▸ Source data:
****************

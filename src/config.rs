// SPDX-License-Identifier: AGPL-3.0-or-later
//
// Copyright (C) 2026 Relational Network

//! # Runtime Configuration
//!
//! Environment variable names, their defaults, and [`AppConfig`], which is
//! loaded once at startup. Unparsable values fall back to the default.
//!
//! ## Environment Variables
//!
//! | Variable | Description | Default |
//! |----------|-------------|---------|
//! | `HOST` | Server bind address | `0.0.0.0` |
//! | `PORT` | Server bind port | `5001` |
//! | `LOG_FORMAT` | Logging format (`json` or `pretty`) | `pretty` |
//! | `RUST_LOG` | Log level filter | `info,tower_http=debug` |
//! | `DIRECTORY_URL` | Chain directory base URL | `https://chains.cosmos.directory` |
//! | `DIRECTORY_REST_URL` | REST proxy for chains without a listed endpoint | `https://rest.cosmos.directory` |
//! | `DIRECTORY_RPC_URL` | RPC proxy for chains without a listed endpoint | `https://rpc.cosmos.directory` |
//! | `COINGECKO_URL` | Price API base URL | `https://api.coingecko.com/api/v3` |
//! | `POOL_MARKET_URL` | AMM market data base URL | `https://api-osmosis.imperator.co` |
//! | `AMM_CHAIN` | Chain whose pool shares are valued | `osmosis` |
//! | `CHAIN_QUERY_TIMEOUT_SECS` | Bound on every upstream call | `10` |
//! | `DIRECTORY_REFRESH_SECS` | Chain directory refresh interval | `1800` |
//! | `CACHE_CAPACITY` | Response cache entries | `10000` |
//! | `CACHE_TTL_CHAINS_SECS` | Chain list and profile TTL | `86400` |
//! | `CACHE_TTL_APR_SECS` | `/apr` TTL | `86400` |
//! | `CACHE_TTL_PRICE_SECS` | `/price` TTL | `1800` |
//! | `CACHE_TTL_LP_SECS` | `/lp` TTL | `3600` |
//! | `CACHE_TTL_BALANCE_SECS` | `/balance` TTL | `3600` |
//! | `CACHE_TTL_TOKENS_SECS` | `/tokens` TTL | `86400` |
//! | `REWARD_DENOM_OFFSETS` | Extra reward decimals, `chain:offset,...` | empty |
//! | `APR_OVERRIDES` | Fixed `/apr` rates, `chain:rate,...` | empty |

use std::collections::HashMap;
use std::time::Duration;

pub const HOST_ENV: &str = "HOST";
pub const PORT_ENV: &str = "PORT";
pub const LOG_FORMAT_ENV: &str = "LOG_FORMAT";
pub const DIRECTORY_URL_ENV: &str = "DIRECTORY_URL";
pub const DIRECTORY_REST_URL_ENV: &str = "DIRECTORY_REST_URL";
pub const DIRECTORY_RPC_URL_ENV: &str = "DIRECTORY_RPC_URL";
pub const COINGECKO_URL_ENV: &str = "COINGECKO_URL";
pub const POOL_MARKET_URL_ENV: &str = "POOL_MARKET_URL";
pub const AMM_CHAIN_ENV: &str = "AMM_CHAIN";
pub const CHAIN_QUERY_TIMEOUT_ENV: &str = "CHAIN_QUERY_TIMEOUT_SECS";
pub const DIRECTORY_REFRESH_ENV: &str = "DIRECTORY_REFRESH_SECS";
pub const CACHE_CAPACITY_ENV: &str = "CACHE_CAPACITY";
pub const REWARD_DENOM_OFFSETS_ENV: &str = "REWARD_DENOM_OFFSETS";
pub const APR_OVERRIDES_ENV: &str = "APR_OVERRIDES";

pub const DEFAULT_HOST: &str = "0.0.0.0";
pub const DEFAULT_PORT: u16 = 5001;
pub const DEFAULT_LOG_FILTER: &str = "info,tower_http=debug";
pub const DEFAULT_DIRECTORY_URL: &str = "https://chains.cosmos.directory";
pub const DEFAULT_DIRECTORY_REST_URL: &str = "https://rest.cosmos.directory";
pub const DEFAULT_DIRECTORY_RPC_URL: &str = "https://rpc.cosmos.directory";
pub const DEFAULT_COINGECKO_URL: &str = "https://api.coingecko.com/api/v3";
pub const DEFAULT_POOL_MARKET_URL: &str = "https://api-osmosis.imperator.co";
pub const DEFAULT_AMM_CHAIN: &str = "osmosis";
pub const DEFAULT_CHAIN_QUERY_TIMEOUT_SECS: u64 = 10;
pub const DEFAULT_DIRECTORY_REFRESH_SECS: u64 = 1800;
pub const DEFAULT_CACHE_CAPACITY: usize = 10_000;

/// Response cache lifetimes, one per route family.
#[derive(Debug, Clone, Copy, PartialEq, Eq)]
pub struct CacheTtls {
    pub chains: Duration,
    pub apr: Duration,
    pub price: Duration,
    pub lp: Duration,
    pub balance: Duration,
    pub tokens: Duration,
}

impl Default for CacheTtls {
    fn default() -> Self {
        Self {
            chains: Duration::from_secs(86_400),
            apr: Duration::from_secs(86_400),
            price: Duration::from_secs(1_800),
            lp: Duration::from_secs(3_600),
            balance: Duration::from_secs(3_600),
            tokens: Duration::from_secs(86_400),
        }
    }
}

#[derive(Debug, Clone, PartialEq)]
pub struct AppConfig {
    pub host: String,
    pub port: u16,
    pub json_logs: bool,
    pub directory_url: String,
    pub directory_rest_url: String,
    pub directory_rpc_url: String,
    pub coingecko_url: String,
    pub pool_market_url: String,
    pub amm_chain: String,
    pub query_timeout: Duration,
    pub directory_refresh: Duration,
    pub cache_capacity: usize,
    pub ttl: CacheTtls,
    pub reward_offsets: HashMap<String, u32>,
    /// Chains whose staking yield is published out of band rather than
    /// derived from mint and staking state.
    pub apr_overrides: HashMap<String, f64>,
}

impl Default for AppConfig {
    fn default() -> Self {
        Self::from_lookup(|_| None)
    }
}

impl AppConfig {
    pub fn from_env() -> Self {
        Self::from_lookup(|name| std::env::var(name).ok())
    }

    /// Build from an arbitrary variable source.
    pub fn from_lookup(lookup: impl Fn(&str) -> Option<String>) -> Self {
        let string = |name: &str, default: &str| {
            lookup(name)
                .map(|v| v.trim().to_string())
                .filter(|v| !v.is_empty())
                .unwrap_or_else(|| default.to_string())
        };
        let secs = |name: &str, default: u64| {
            Duration::from_secs(parse_or(lookup(name), default))
        };

        let defaults = CacheTtls::default();

        Self {
            host: string(HOST_ENV, DEFAULT_HOST),
            port: parse_or(lookup(PORT_ENV), DEFAULT_PORT),
            json_logs: lookup(LOG_FORMAT_ENV)
                .map(|v| v.trim().eq_ignore_ascii_case("json"))
                .unwrap_or(false),
            directory_url: string(DIRECTORY_URL_ENV, DEFAULT_DIRECTORY_URL),
            directory_rest_url: string(DIRECTORY_REST_URL_ENV, DEFAULT_DIRECTORY_REST_URL),
            directory_rpc_url: string(DIRECTORY_RPC_URL_ENV, DEFAULT_DIRECTORY_RPC_URL),
            coingecko_url: string(COINGECKO_URL_ENV, DEFAULT_COINGECKO_URL),
            pool_market_url: string(POOL_MARKET_URL_ENV, DEFAULT_POOL_MARKET_URL),
            amm_chain: string(AMM_CHAIN_ENV, DEFAULT_AMM_CHAIN),
            query_timeout: secs(CHAIN_QUERY_TIMEOUT_ENV, DEFAULT_CHAIN_QUERY_TIMEOUT_SECS),
            directory_refresh: secs(DIRECTORY_REFRESH_ENV, DEFAULT_DIRECTORY_REFRESH_SECS),
            cache_capacity: parse_or(lookup(CACHE_CAPACITY_ENV), DEFAULT_CACHE_CAPACITY),
            ttl: CacheTtls {
                chains: secs("CACHE_TTL_CHAINS_SECS", defaults.chains.as_secs()),
                apr: secs("CACHE_TTL_APR_SECS", defaults.apr.as_secs()),
                price: secs("CACHE_TTL_PRICE_SECS", defaults.price.as_secs()),
                lp: secs("CACHE_TTL_LP_SECS", defaults.lp.as_secs()),
                balance: secs("CACHE_TTL_BALANCE_SECS", defaults.balance.as_secs()),
                tokens: secs("CACHE_TTL_TOKENS_SECS", defaults.tokens.as_secs()),
            },
            reward_offsets: lookup(REWARD_DENOM_OFFSETS_ENV)
                .map(|raw| parse_chain_map(&raw))
                .unwrap_or_default(),
            apr_overrides: lookup(APR_OVERRIDES_ENV)
                .map(|raw| parse_chain_map::<f64>(&raw))
                .unwrap_or_default()
                .into_iter()
                .filter(|(_, rate)| rate.is_finite() && *rate >= 0.0)
                .collect(),
        }
    }

    pub fn bind_address(&self) -> String {
        format!("{}:{}", self.host, self.port)
    }
}

fn parse_or<T: std::str::FromStr>(raw: Option<String>, default: T) -> T {
    raw.and_then(|v| v.trim().parse().ok()).unwrap_or(default)
}

/// Parse `chain:value,chain:value`. Malformed entries are skipped.
pub fn parse_chain_map<T: std::str::FromStr>(raw: &str) -> HashMap<String, T> {
    raw.split(',')
        .filter_map(|entry| {
            let (chain, offset) = entry.split_once(':')?;
            let chain = chain.trim();
            if chain.is_empty() {
                return None;
            }
            let offset = offset.trim().parse().ok()?;
            Some((chain.to_string(), offset))
        })
        .collect()
}
// SPDX-License-Identifier: AGPL-3.0-or-later
//
// Copyright (C) 2026 Relational Network

//! CoinGecko simple-price client.

use std::collections::HashMap;
use std::time::Duration;

use async_trait::async_trait;
use reqwest::Client;

use super::{get_json, http_client, ProviderError};
use crate::models::PriceQuote;

/// Fiat currencies quoted for every id.
pub const VS_CURRENCIES: &str = "usd,cad,eur";

#[async_trait]
pub trait PriceProvider: Send + Sync {
    /// Quote one market id (e.g. `cosmos`, `osmosis`).
    async fn price(&self, id: &str) -> Result<PriceQuote, ProviderError>;
}

#[derive(Debug, Clone)]
pub struct CoinGeckoClient {
    base_url: String,
    http: Client,
}

impl CoinGeckoClient {
    pub fn new(base_url: impl Into<String>, timeout: Duration) -> Result<Self, ProviderError> {
        Ok(Self {
            base_url: base_url.into().trim_end_matches('/').to_string(),
            http: http_client(timeout)?,
        })
    }
}

#[async_trait]
impl PriceProvider for CoinGeckoClient {
    async fn price(&self, id: &str) -> Result<PriceQuote, ProviderError> {
        let url = format!("{}/simple/price", self.base_url);
        let mut quotes: HashMap<String, PriceQuote> =
            get_json(&self.http, &url, &[("ids", id), ("vs_currencies", VS_CURRENCIES)]).await?;

        quotes
            .remove(id)
            .ok_or_else(|| ProviderError::NotFound(format!("no price for `{id}`")))
    }
}
#[async_trait]
impl ChainQuery for MockChain {
    async fn all_balances(&self, _address: &str) -> Result<Vec<RawCoin>, ChainClientError> {
        scripted(&self.balances)
    }

    async fn delegations(&self, _address: &str) -> Result<Vec<DelegationEntry>, ChainClientError> {
        scripted(&self.delegations)
    }

    async fn rewards(&self, _address: &str) -> Result<Vec<ValidatorReward>, ChainClientError> {
        if self.hang_rewards {
            std::future::pending::<()>().await;
        }
        scripted(&self.rewards)
    }

    async fn denom_trace(&self, hash: &str) -> Result<DenomTrace, ChainClientError> {
        self.traces.get(hash).cloned().unwrap_or_else(|| {
            Err(ChainClientError::MalformedResponse(format!(
                "no trace for {hash}"
            )))
        })
    }

    async fn supply_of(&self, denom: &str) -> Result<RawCoin, ChainClientError> {
        self.supplies
            .get(denom)
            .cloned()
            .ok_or_else(|| ChainClientError::MalformedResponse(format!("no supply for {denom}")))
    }

    async fn staking_pool(&self) -> Result<StakingPool, ChainClientError> {
        self.staking_pool
            .clone()
            .ok_or_else(|| unsupported("staking pool"))
    }

    async fn inflation(&self) -> Result<f64, ChainClientError> {
        self.inflation.ok_or_else(|| unsupported("inflation"))
    }

    async fn locked_coins(&self, _address: &str) -> Result<Vec<RawCoin>, ChainClientError> {
        scripted(&self.locked)
    }

    async fn osmosis_mint_params(&self) -> Result<OsmosisMintParams, ChainClientError> {
        self.mint_params
            .clone()
            .ok_or_else(|| unsupported("mint params"))
    }

    async fn osmosis_epochs(&self) -> Result<Vec<EpochInfo>, ChainClientError> {
        Ok(self.epochs.clone())
    }

    async fn osmosis_epoch_provisions(&self) -> Result<f64, ChainClientError> {
        self.epoch_provisions
            .ok_or_else(|| unsupported("epoch provisions"))
    }
}

/// Hands out scripted chains by profile name.
#[derive(Default)]
pub struct MockFactory {
    chains: HashMap<String, Arc<MockChain>>,
    connect_errors: HashMap<String, ChainClientError>,
}

impl MockFactory {
    pub fn with_chain(mut self, name: &str, chain: MockChain) -> Self {
        self.chains.insert(name.to_string(), Arc::new(chain));
        self
    }

    pub fn with_connect_error(mut self, name: &str, error: ChainClientError) -> Self {
        self.connect_errors.insert(name.to_string(), error);
        self
    }
}

impl ChainClientFactory for MockFactory {
    fn connect(&self, profile: &ChainProfile) -> Result<Arc<dyn ChainQuery>, ChainClientError> {
        if let Some(error) = self.connect_errors.get(&profile.name) {
            return Err(error.clone());
        }
        match self.chains.get(&profile.name) {
            Some(chain) => Ok(chain.clone() as Arc<dyn ChainQuery>),
            None => Err(ChainClientError::Unsupported(profile.name.clone())),
        }
    }
}

// =============================================================================
// Providers
// =============================================================================

#[derive(Default)]
pub struct MockDirectory {
    chains: Vec<ChainSummary>,
    prefixes: HashMap<String, String>,
    assets: HashMap<String, Vec<DirectoryAsset>>,
    fail_list: AtomicBool,
    list_calls: AtomicUsize,
    data_calls: AtomicUsize,
}

impl MockDirectory {
    pub fn with_chain(mut self, chain: ChainSummary, prefix: &str, assets: Vec<DirectoryAsset>) -> Self {
        self.prefixes.insert(chain.name.clone(), prefix.to_string());
        self.assets.insert(chain.name.clone(), assets);
        self.chains.push(chain);
        self
    }

    pub fn fail_chain_list(&self) {
        self.fail_list.store(true, Ordering::SeqCst);
    }

    pub fn chain_list_calls(&self) -> usize {
        self.list_calls.load(Ordering::SeqCst)
    }

    pub fn chain_data_calls(&self) -> usize {
        self.data_calls.load(Ordering::SeqCst)
    }
}

#[async_trait]
impl ChainDirectory for MockDirectory {
    async fn chains(&self) -> Result<Vec<ChainSummary>, ProviderError> {
        self.list_calls.fetch_add(1, Ordering::SeqCst);
        if self.fail_list.load(Ordering::SeqCst) {
            return Err(ProviderError::Request("directory unreachable".into()));
        }
        Ok(self.chains.clone())
    }

    async fn chain_data(&self, name: &str) -> Result<ChainData, ProviderError> {
        self.data_calls.fetch_add(1, Ordering::SeqCst);
        self.prefixes
            .get(name)
            .map(|prefix| ChainData {
                bech32_prefix: prefix.clone(),
            })
            .ok_or_else(|| ProviderError::NotFound(name.to_string()))
    }

    async fn token_data(&self, name: &str) -> Result<AssetList, ProviderError> {
        self.assets
            .get(name)
            .map(|assets| AssetList {
                assets: assets.clone(),
            })
            .ok_or_else(|| ProviderError::NotFound(name.to_string()))
    }
}
// SPDX-License-Identifier: AGPL-3.0-or-later
//
// Copyright (C) 2026 Relational Network

use axum::{
    http::StatusCode,
    response::{IntoResponse, Response},
    Json,
};
use serde::Serialize;

/// Shape of the JSON error body.
#[derive(Debug, Clone, Copy, PartialEq, Eq)]
pub enum ErrorFormat {
    /// `{"error": "<message>"}`
    Message,
    /// `{"error": true, "message": "<message>"}`, message omitted when empty.
    Flag,
}

#[derive(Debug)]
pub struct ApiError {
    pub status: StatusCode,
    pub message: String,
    pub format: ErrorFormat,
}

#[derive(Serialize)]
struct ErrorBody {
    error: String,
}

#[derive(Serialize)]
struct FlagBody {
    error: bool,
    #[serde(skip_serializing_if = "Option::is_none")]
    message: Option<String>,
}

impl ApiError {
    pub fn new(status: StatusCode, message: impl Into<String>) -> Self {
        Self {
            status,
            message: message.into(),
            format: ErrorFormat::Message,
        }
    }

    pub fn not_found(message: impl Into<String>) -> Self {
        Self::new(StatusCode::NOT_FOUND, message)
    }

    pub fn bad_request(message: impl Into<String>) -> Self {
        Self::new(StatusCode::BAD_REQUEST, message)
    }

    pub fn internal(message: impl Into<String>) -> Self {
        Self::new(StatusCode::INTERNAL_SERVER_ERROR, message)
    }

    pub fn service_unavailable(message: impl Into<String>) -> Self {
        Self::new(StatusCode::SERVICE_UNAVAILABLE, message)
    }

    /// Render as `{"error": true, ...}` instead of a message string.
    pub fn flagged(mut self) -> Self {
        self.format = ErrorFormat::Flag;
        self
    }
}

impl IntoResponse for ApiError {
    fn into_response(self) -> Response {
        match self.format {
            ErrorFormat::Message => {
                let body = Json(ErrorBody {
                    error: self.message,
                });
                (self.status, body).into_response()
            }
            ErrorFormat::Flag => {
                let body = Json(FlagBody {
                    error: true,
                    message: Some(self.message).filter(|m| !m.is_empty()),
                });
                (self.status, body).into_response()
            }
        }
    }
}

#[cfg(test)]
mod tests {
    use super::*;
    use axum::body::to_bytes;

    async fn body_of(error: ApiError) -> (StatusCode, String) {
        let response = error.into_response();
        let status = response.status();
        let bytes = to_bytes(response.into_body(), usize::MAX).await.unwrap();
        (status, String::from_utf8(bytes.to_vec()).unwrap())
    }

    #[test]
    fn constructors_set_status_and_message() {
        let nf = ApiError::not_found("missing");
        assert_eq!(nf.status, StatusCode::NOT_FOUND);
        assert_eq!(nf.message, "missing");
        assert_eq!(nf.format, ErrorFormat::Message);

        let bad = ApiError::bad_request("bad");
        assert_eq!(bad.status, StatusCode::BAD_REQUEST);

        let internal = ApiError::internal("boom");
        assert_eq!(internal.status, StatusCode::INTERNAL_SERVER_ERROR);

        let down = ApiError::service_unavailable("down");
        assert_eq!(down.status, StatusCode::SERVICE_UNAVAILABLE);
    }

    #[tokio::test]
    async fn into_response_returns_json_body() {
        let (status, body) = body_of(ApiError::bad_request("bad data")).await;
        assert_eq!(status, StatusCode::BAD_REQUEST);
        assert_eq!(body, r#"{"error":"bad data"}"#);
    }

    #[tokio::test]
    async fn flagged_errors_render_boolean() {
        let (status, body) = body_of(ApiError::bad_request("invalid bech32").flagged()).await;
        assert_eq!(status, StatusCode::BAD_REQUEST);
        assert_eq!(body, r#"{"error":true,"message":"invalid bech32"}"#);

        let (status, body) = body_of(ApiError::internal("").flagged()).await;
        assert_eq!(status, StatusCode::INTERNAL_SERVER_ERROR);
        assert_eq!(body, r#"{"error":true}"#);
    }
}
// SPDX-License-Identifier: AGPL-3.0-or-later
//
// Copyright (C) 2026 Relational Network

use axum::{routing::get, Router};
use tower::ServiceBuilder;
use tower_http::{
    cors::CorsLayer,
    request_id::{MakeRequestUuid, PropagateRequestIdLayer, SetRequestIdLayer},
    trace::TraceLayer,
};
use utoipa::OpenApi;
use utoipa_swagger_ui::SwaggerUi;

use crate::{
    models::{
        ChainBalanceSnapshot, ChainBreakdown, ChainFailure, ChainProfile, ChainStatus,
        CrossChainTotal, FailureKind, PoolPosition, PriceQuote, PriceSource, QueryFailure,
        QueryKind, ResolvedCoin, RewardSummary, StakedSummary, TokenAsset, ValidatorAmount,
    },
    state::AppState,
};

pub mod apr;
pub mod balance;
pub mod chains;
pub mod health;
pub mod price;

pub fn router(state: AppState) -> Router {
    let routes = Router::new()
        .route("/balance/{address}", get(balance::get_balance))
        .route("/lp/{address}", get(balance::get_pool_positions))
        .route("/apr/{chain}", get(apr::get_apr))
        .route("/price", get(price::no_price))
        .route("/price/", get(price::no_price))
        .route("/price/{id}", get(price::get_price))
        .route("/chains", get(chains::list_chains))
        .route("/tokens", get(chains::list_tokens))
        .route("/health", get(health::health))
        .route("/health/live", get(health::liveness))
        .route("/health/ready", get(health::readiness))
        .with_state(state);

    routes
        .merge(SwaggerUi::new("/docs").url("/api-doc/openapi.json", ApiDoc::openapi()))
        .layer(
            ServiceBuilder::new()
                .layer(SetRequestIdLayer::x_request_id(MakeRequestUuid))
                .layer(TraceLayer::new_for_http())
                .layer(PropagateRequestIdLayer::x_request_id())
                .layer(CorsLayer::permissive()),
        )
}

#[derive(OpenApi)]
#[openapi(
    paths(
        balance::get_balance,
        balance::get_pool_positions,
        apr::get_apr,
        price::get_price,
        price::no_price,
        chains::list_chains,
        chains::list_tokens,
        health::health,
        health::liveness,
        health::readiness
    ),
    components(
        schemas(
            balance::BalanceResponse,
            apr::AprResponse,
            price::PriceResponse,
            health::ReadyResponse,
            health::HealthChecks,
            health::HealthResponse,
            ChainProfile,
            CrossChainTotal,
            ChainBreakdown,
            ChainBalanceSnapshot,
            ChainFailure,
            ChainStatus,
            FailureKind,
            QueryFailure,
            QueryKind,
            ResolvedCoin,
            StakedSummary,
            RewardSummary,
            ValidatorAmount,
            PoolPosition,
            PriceSource,
            PriceQuote,
            TokenAsset
        )
    ),
    tags(
        (name = "Balances", description = "Cross-chain account balances and pool positions"),
        (name = "Chains", description = "Chain profiles, tokens and staking APR"),
        (name = "Prices", description = "Fiat price quotes"),
        (name = "Health", description = "Liveness and readiness probes")
    )
)]
struct ApiDoc;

****************

▸ TRY IT: From the data above, output exactly the lines between the one containing "pub const DIRECTORY_REFRESH_ENV: &str" and the one containing "pub const APR_OVERRIDES_ENV: &str", counting both of them.

▸ RESULT FOR THIS EXERCISE:
pub const DIRECTORY_REFRESH_ENV: &str = "DIRECTORY_REFRESH_SECS";
pub const CACHE_CAPACITY_ENV: &str = "CACHE_CAPACITY";
pub const REWARD_DENOM_OFFSETS_ENV: &str = "REWARD_DENOM_OFFSETS";
pub const APR_OVERRIDES_ENV: &str = "APR_OVERRIDES";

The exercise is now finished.